## WHAT IS REQUIRED
Which lines below contain "over"? Pull them out.

## EXTRACTED RECORDS
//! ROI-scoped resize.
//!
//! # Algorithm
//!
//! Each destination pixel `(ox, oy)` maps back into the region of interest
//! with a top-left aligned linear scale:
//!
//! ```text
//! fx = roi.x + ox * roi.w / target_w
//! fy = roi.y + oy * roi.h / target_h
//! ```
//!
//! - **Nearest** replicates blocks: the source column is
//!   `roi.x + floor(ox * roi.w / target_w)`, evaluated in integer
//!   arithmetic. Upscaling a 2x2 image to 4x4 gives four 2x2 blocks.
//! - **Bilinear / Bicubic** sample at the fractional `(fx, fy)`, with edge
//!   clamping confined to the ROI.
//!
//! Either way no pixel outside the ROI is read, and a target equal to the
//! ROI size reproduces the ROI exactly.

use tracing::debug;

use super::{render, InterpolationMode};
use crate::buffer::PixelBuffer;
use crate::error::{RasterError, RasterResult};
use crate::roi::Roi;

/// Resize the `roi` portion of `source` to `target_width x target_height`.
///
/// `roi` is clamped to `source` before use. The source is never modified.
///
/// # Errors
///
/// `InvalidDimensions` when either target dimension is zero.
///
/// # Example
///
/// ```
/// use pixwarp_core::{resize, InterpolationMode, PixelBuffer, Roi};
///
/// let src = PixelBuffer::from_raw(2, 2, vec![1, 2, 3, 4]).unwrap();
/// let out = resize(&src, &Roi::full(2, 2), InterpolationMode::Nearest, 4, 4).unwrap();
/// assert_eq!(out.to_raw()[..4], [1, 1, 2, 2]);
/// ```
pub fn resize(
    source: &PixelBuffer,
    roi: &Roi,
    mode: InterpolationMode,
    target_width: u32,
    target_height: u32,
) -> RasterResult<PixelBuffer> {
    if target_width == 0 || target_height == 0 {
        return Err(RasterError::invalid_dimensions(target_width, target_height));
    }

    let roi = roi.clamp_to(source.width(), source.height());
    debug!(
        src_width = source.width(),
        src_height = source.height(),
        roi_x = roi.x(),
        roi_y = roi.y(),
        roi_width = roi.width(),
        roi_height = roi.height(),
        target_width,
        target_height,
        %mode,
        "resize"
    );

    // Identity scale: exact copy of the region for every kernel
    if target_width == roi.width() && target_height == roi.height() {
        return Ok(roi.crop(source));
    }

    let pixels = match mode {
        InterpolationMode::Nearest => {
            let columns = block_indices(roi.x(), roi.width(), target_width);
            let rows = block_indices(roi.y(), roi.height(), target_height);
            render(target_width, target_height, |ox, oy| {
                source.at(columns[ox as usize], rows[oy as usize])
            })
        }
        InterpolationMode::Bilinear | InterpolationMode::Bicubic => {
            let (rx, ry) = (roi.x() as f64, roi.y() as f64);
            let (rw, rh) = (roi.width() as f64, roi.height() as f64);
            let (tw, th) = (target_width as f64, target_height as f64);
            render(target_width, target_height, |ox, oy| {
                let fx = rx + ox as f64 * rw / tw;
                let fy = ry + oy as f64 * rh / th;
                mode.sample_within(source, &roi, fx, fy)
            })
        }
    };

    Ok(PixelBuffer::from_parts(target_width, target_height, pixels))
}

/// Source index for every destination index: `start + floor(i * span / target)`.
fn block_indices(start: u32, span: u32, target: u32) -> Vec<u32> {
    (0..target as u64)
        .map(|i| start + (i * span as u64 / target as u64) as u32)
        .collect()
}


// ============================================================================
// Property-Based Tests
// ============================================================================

==

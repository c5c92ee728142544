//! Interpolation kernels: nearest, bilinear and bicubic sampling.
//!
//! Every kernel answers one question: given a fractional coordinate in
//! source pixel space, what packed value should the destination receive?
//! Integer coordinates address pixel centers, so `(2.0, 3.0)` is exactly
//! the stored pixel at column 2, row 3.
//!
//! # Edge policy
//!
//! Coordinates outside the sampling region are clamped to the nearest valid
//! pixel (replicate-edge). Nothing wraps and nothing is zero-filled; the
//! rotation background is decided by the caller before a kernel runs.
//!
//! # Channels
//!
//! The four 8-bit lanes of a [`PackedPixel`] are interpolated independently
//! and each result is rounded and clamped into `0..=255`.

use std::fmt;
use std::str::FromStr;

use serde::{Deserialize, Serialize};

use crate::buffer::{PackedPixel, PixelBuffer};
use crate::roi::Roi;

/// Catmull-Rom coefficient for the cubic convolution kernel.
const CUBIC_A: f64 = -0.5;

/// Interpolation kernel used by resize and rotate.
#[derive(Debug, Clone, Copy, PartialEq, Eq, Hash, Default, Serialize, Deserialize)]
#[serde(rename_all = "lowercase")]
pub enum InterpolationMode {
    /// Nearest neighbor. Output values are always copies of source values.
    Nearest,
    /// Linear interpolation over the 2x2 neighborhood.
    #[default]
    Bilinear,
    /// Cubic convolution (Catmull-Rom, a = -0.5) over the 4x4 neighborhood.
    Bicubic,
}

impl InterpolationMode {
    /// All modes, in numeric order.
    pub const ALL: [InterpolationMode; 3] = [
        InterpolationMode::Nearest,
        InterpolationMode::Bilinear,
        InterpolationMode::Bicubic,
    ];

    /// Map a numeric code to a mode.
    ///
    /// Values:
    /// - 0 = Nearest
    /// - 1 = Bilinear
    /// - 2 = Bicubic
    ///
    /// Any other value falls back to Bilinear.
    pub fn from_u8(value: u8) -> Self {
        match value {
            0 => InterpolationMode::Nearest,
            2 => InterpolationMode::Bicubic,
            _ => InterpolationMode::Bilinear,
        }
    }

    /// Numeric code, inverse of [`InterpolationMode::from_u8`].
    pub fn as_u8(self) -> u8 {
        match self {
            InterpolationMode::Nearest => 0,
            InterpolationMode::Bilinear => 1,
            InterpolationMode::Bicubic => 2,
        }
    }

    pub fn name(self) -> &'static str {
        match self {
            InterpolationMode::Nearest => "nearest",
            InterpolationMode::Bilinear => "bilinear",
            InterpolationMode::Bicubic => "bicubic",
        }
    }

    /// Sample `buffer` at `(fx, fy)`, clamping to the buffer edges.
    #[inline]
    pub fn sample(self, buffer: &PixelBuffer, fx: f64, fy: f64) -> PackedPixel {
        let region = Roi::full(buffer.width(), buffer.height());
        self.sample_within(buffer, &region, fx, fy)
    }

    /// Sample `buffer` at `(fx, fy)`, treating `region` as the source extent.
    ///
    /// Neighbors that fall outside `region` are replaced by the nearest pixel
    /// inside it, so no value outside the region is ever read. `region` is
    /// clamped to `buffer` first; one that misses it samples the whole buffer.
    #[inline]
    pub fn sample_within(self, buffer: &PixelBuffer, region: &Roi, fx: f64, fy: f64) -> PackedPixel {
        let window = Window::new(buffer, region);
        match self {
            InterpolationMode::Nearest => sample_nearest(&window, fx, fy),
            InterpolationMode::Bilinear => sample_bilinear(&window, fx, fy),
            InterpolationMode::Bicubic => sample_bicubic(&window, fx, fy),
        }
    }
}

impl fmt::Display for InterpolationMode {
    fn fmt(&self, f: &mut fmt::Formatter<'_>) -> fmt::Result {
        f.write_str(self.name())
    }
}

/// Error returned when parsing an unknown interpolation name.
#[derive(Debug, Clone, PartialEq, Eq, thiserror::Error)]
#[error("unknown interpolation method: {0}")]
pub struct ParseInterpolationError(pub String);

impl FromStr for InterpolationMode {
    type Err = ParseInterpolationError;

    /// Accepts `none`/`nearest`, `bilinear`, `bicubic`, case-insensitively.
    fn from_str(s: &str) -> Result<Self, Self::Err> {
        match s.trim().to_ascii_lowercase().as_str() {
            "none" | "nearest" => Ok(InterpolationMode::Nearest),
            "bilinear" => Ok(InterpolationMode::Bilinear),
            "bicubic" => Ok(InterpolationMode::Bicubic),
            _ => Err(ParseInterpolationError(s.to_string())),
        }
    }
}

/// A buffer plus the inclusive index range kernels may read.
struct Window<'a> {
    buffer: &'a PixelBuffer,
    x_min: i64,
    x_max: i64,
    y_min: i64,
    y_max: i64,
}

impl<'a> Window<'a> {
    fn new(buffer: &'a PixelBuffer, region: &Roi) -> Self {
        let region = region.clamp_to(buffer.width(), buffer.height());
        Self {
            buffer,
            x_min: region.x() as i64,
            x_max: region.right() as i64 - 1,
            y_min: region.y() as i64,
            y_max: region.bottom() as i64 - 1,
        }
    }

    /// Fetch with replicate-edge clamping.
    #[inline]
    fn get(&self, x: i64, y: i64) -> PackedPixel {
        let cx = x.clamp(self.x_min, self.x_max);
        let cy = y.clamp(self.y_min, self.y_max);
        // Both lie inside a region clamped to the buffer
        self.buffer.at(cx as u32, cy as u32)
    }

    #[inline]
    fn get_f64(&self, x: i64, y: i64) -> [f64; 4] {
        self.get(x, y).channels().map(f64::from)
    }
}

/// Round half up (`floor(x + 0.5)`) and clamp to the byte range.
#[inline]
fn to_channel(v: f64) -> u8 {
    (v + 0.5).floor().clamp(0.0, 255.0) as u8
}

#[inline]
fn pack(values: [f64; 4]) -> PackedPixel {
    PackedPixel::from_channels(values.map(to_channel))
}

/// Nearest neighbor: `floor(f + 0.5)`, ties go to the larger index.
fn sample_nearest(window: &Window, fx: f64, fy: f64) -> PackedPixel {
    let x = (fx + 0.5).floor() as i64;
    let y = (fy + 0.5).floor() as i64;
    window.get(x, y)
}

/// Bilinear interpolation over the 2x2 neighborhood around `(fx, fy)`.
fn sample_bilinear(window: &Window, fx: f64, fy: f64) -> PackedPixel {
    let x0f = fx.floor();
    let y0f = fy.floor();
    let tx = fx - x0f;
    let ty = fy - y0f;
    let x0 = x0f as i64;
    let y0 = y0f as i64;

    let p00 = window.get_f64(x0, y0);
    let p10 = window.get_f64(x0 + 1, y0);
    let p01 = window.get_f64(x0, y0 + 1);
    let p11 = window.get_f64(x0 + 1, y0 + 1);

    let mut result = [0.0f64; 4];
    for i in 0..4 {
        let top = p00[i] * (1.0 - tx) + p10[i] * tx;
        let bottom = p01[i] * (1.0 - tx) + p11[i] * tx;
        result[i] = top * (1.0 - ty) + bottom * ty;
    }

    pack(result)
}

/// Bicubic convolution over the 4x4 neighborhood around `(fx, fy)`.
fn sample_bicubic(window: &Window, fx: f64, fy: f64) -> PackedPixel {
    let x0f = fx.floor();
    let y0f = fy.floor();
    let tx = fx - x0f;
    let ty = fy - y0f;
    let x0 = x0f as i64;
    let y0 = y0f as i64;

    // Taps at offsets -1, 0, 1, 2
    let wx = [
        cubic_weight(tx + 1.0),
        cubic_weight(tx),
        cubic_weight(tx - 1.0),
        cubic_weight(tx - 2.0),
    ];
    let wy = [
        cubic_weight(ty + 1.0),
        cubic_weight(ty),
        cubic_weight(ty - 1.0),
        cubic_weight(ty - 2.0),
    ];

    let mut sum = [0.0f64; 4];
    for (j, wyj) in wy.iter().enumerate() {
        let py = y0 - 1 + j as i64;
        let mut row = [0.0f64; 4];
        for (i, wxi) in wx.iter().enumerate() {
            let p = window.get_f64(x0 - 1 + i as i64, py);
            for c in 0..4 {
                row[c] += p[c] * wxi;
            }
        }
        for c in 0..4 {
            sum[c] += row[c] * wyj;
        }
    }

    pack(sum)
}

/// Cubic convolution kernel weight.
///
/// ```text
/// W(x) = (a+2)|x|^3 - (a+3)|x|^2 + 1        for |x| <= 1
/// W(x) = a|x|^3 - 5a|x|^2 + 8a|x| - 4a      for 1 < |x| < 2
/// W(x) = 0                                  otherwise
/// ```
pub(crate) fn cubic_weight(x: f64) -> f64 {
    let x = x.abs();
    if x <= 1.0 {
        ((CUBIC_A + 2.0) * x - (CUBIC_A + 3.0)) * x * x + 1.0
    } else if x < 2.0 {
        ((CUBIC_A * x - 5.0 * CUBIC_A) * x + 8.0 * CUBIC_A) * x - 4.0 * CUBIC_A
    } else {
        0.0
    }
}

* * *

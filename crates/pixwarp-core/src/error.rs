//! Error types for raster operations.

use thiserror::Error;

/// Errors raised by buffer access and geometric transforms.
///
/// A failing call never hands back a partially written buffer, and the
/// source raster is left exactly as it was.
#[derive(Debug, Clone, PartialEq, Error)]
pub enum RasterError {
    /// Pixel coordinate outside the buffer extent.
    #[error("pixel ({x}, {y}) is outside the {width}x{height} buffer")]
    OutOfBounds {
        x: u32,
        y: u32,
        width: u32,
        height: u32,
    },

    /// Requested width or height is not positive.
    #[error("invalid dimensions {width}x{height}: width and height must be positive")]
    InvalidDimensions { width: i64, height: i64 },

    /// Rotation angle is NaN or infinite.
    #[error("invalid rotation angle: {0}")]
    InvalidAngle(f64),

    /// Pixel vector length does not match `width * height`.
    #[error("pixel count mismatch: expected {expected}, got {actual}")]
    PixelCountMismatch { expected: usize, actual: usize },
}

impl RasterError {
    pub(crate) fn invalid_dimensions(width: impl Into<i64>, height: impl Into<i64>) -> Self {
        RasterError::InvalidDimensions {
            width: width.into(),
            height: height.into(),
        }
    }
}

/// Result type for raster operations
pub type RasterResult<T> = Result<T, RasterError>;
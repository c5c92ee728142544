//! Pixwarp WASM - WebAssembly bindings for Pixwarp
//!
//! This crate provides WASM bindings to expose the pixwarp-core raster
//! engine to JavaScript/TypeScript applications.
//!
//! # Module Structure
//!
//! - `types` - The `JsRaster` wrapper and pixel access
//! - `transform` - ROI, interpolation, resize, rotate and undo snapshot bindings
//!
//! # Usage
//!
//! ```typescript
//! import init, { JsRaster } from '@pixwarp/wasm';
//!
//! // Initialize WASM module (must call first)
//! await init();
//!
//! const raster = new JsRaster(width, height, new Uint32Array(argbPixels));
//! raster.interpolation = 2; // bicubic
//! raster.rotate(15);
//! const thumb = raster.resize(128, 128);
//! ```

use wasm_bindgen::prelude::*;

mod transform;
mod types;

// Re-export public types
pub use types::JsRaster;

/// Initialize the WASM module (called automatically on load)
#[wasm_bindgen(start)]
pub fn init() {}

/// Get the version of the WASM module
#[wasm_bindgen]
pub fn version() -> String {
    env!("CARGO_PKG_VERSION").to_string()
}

## RESULT
    /// Linear interpolation over the 2x2 neighborhood.
    /// Cubic convolution (Catmull-Rom, a = -0.5) over the 4x4 neighborhood.
/// Bilinear interpolation over the 2x2 neighborhood around `(fx, fy)`.
/// Bicubic convolution over the 4x4 neighborhood around `(fx, fy)`.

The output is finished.